Stored data entries
*-*-*
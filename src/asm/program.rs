//! LS-8 program file format.
//!
//! Programs are plain text, one 8-bit binary literal per line:
//! - `#` introduces a comment, inline or whole-line
//! - blank lines are ignored
//!
//! ```text
//! 10000010 # LDI R0,8
//! 00000000
//! 00001000
//! 01000111 # PRN R0
//! 00000000
//! 00000001 # HLT
//! ```

use std::path::Path;
use std::io::{BufRead, BufReader, Write};
use thiserror::Error;

/// A loaded program file.
#[derive(Debug, Clone)]
pub struct ProgramFile {
    /// The program byte image, loaded at address 0.
    pub bytes: Vec<u8>,
    /// Original source lines (for debugging).
    pub source_lines: Vec<String>,
}

impl ProgramFile {
    /// Create a new empty program file.
    pub fn new() -> Self {
        Self {
            bytes: Vec::new(),
            source_lines: Vec::new(),
        }
    }

    /// Add a byte with its source line.
    pub fn push(&mut self, byte: u8, source: &str) {
        self.bytes.push(byte);
        self.source_lines.push(source.to_string());
    }

    /// Get the number of program bytes.
    pub fn len(&self) -> usize {
        self.bytes.len()
    }

    /// Check if empty.
    pub fn is_empty(&self) -> bool {
        self.bytes.is_empty()
    }
}

impl Default for ProgramFile {
    fn default() -> Self {
        Self::new()
    }
}

/// Parse program text into its byte image.
///
/// Errors before the engine ever starts: a line that is not a valid
/// 8-bit binary literal is reported with its line number.
pub fn parse_program(source: &str) -> Result<Vec<u8>, ProgramError> {
    let mut bytes = Vec::new();

    for (line_num, line) in source.lines().enumerate() {
        let code = line.split('#').next().unwrap_or("").trim();

        if code.is_empty() {
            continue;
        }

        let value = u8::from_str_radix(code, 2).map_err(|_| ProgramError::ParseError {
            line: line_num + 1,
            message: format!("expected an 8-bit binary literal, found {:?}", code),
        })?;

        bytes.push(value);
    }

    Ok(bytes)
}

/// Load a program file from disk.
pub fn load_program<P: AsRef<Path>>(path: P) -> Result<ProgramFile, ProgramError> {
    let file = std::fs::File::open(path.as_ref())
        .map_err(|e| ProgramError::IoError(e.to_string()))?;
    let reader = BufReader::new(file);

    let mut program = ProgramFile::new();

    for (line_num, line_result) in reader.lines().enumerate() {
        let line = line_result.map_err(|e| ProgramError::IoError(e.to_string()))?;
        let code = line.split('#').next().unwrap_or("").trim();

        if code.is_empty() {
            continue;
        }

        let value = u8::from_str_radix(code, 2).map_err(|_| ProgramError::ParseError {
            line: line_num + 1,
            message: format!("expected an 8-bit binary literal, found {:?}", code),
        })?;

        program.push(value, line.trim());
    }

    Ok(program)
}

/// Save a program file to disk.
pub fn save_program<P: AsRef<Path>>(path: P, program: &ProgramFile) -> Result<(), ProgramError> {
    let mut file = std::fs::File::create(path.as_ref())
        .map_err(|e| ProgramError::IoError(e.to_string()))?;

    writeln!(file, "# LS-8 program file")
        .map_err(|e| ProgramError::IoError(e.to_string()))?;
    writeln!(file, "# {} bytes", program.len())
        .map_err(|e| ProgramError::IoError(e.to_string()))?;
    writeln!(file).map_err(|e| ProgramError::IoError(e.to_string()))?;

    for (addr, byte) in program.bytes.iter().enumerate() {
        writeln!(file, "{:08b} # 0x{:02X}", byte, addr)
            .map_err(|e| ProgramError::IoError(e.to_string()))?;
    }

    Ok(())
}

/// Save a raw byte image directly to a program file.
pub fn save_bytes<P: AsRef<Path>>(path: P, bytes: &[u8]) -> Result<(), ProgramError> {
    let program = ProgramFile {
        bytes: bytes.to_vec(),
        source_lines: bytes.iter().map(|b| format!("{:08b}", b)).collect(),
    };
    save_program(path, &program)
}

/// Errors that can occur while loading or saving program files.
#[derive(Debug, Clone, Error)]
pub enum ProgramError {
    #[error("I/O error: {0}")]
    IoError(String),

    #[error("parse error on line {line}: {message}")]
    ParseError { line: usize, message: String },
}
//! Disassembler for LS-8 programs.
//!
//! Converts program bytes back to readable assembly. Instructions are
//! variable length, so the stream is walked from the front; a byte that
//! does not decode consumes one cell and renders as raw data.

use crate::cpu::decode::{self, Instruction};

/// Disassemble the instruction starting at `addr`.
///
/// Returns the rendered text and the number of bytes consumed (always
/// at least 1, so a walk over undecodable data still makes progress).
pub fn disassemble_at(bytes: &[u8], addr: usize) -> (String, usize) {
    let Some(&op) = bytes.get(addr) else {
        return ("???".to_string(), 1);
    };

    let Some(len) = decode::instruction_len(op) else {
        return (format!("???  # {:02X}", op), 1);
    };

    if addr + len as usize > bytes.len() {
        return (format!("???  # {:02X}", op), 1);
    }

    let a = if len > 1 { bytes[addr + 1] } else { 0 };
    let b = if len > 2 { bytes[addr + 2] } else { 0 };

    match decode::decode(op, a, b) {
        Ok(instr) => (format_instruction(&instr), len as usize),
        Err(_) => (format!("???  # {:02X}", op), 1),
    }
}

/// Disassemble a whole program image into a listing.
pub fn disassemble(bytes: &[u8]) -> String {
    let mut output = String::new();
    output.push_str("# LS-8 Disassembly\n");
    output.push_str("# ----------------\n\n");

    let mut addr = 0;
    while addr < bytes.len() {
        let (text, consumed) = disassemble_at(bytes, addr);
        let raw = bytes[addr..addr + consumed.min(bytes.len() - addr)]
            .iter()
            .map(|b| format!("{:02X}", b))
            .collect::<Vec<_>>()
            .join(" ");

        output.push_str(&format!("0x{:02X}: {:<8}  {}\n", addr, raw, text));
        addr += consumed;
    }

    output
}

/// Format a decoded instruction as assembly text.
pub fn format_instruction(instr: &Instruction) -> String {
    match *instr {
        Instruction::Ldi { reg, value } => {
            format!("{} R{},{}", instr.mnemonic(), reg, value)
        }
        Instruction::Add { reg_a, reg_b }
        | Instruction::Mul { reg_a, reg_b }
        | Instruction::Cmp { reg_a, reg_b } => {
            format!("{} R{},R{}", instr.mnemonic(), reg_a, reg_b)
        }
        Instruction::Prn { reg }
        | Instruction::Push { reg }
        | Instruction::Pop { reg }
        | Instruction::Jmp { reg }
        | Instruction::Jeq { reg }
        | Instruction::Jne { reg }
        | Instruction::Call { reg } => {
            format!("{} R{}", instr.mnemonic(), reg)
        }
        Instruction::Ret | Instruction::Hlt => instr.mnemonic().to_string(),
    }
}

#[cfg(test)]
mod tests {
    use super::*;

    #[test]
    fn test_disassemble_hlt() {
        let (text, consumed) = disassemble_at(&[0b0000_0001], 0);
        assert_eq!(text, "HLT");
        assert_eq!(consumed, 1);
    }

    #[test]
    fn test_disassemble_ldi() {
        let (text, consumed) = disassemble_at(&[0b1000_0010, 0, 8], 0);
        assert_eq!(text, "LDI R0,8");
        assert_eq!(consumed, 3);
    }

    #[test]
    fn test_disassemble_unknown_byte_consumes_one() {
        let (text, consumed) = disassemble_at(&[0xFF, 0x01], 0);
        assert!(text.starts_with("???"));
        assert_eq!(consumed, 1);
    }

    #[test]
    fn test_disassemble_listing() {
        let listing = disassemble(&[0x82, 0x00, 0x08, 0x47, 0x00, 0x01]);

        assert!(listing.contains("LDI R0,8"));
        assert!(listing.contains("PRN R0"));
        assert!(listing.contains("HLT"));
        assert!(listing.contains("0x03"));
    }
}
*-*-*
### Problem requirements
Report each line of the data in which "number" occurs.

### Final answer
    /// Get the number of program bytes.
/// 8-bit binary literal is reported with its line number.
/// Returns the rendered text and the number of bytes consumed (always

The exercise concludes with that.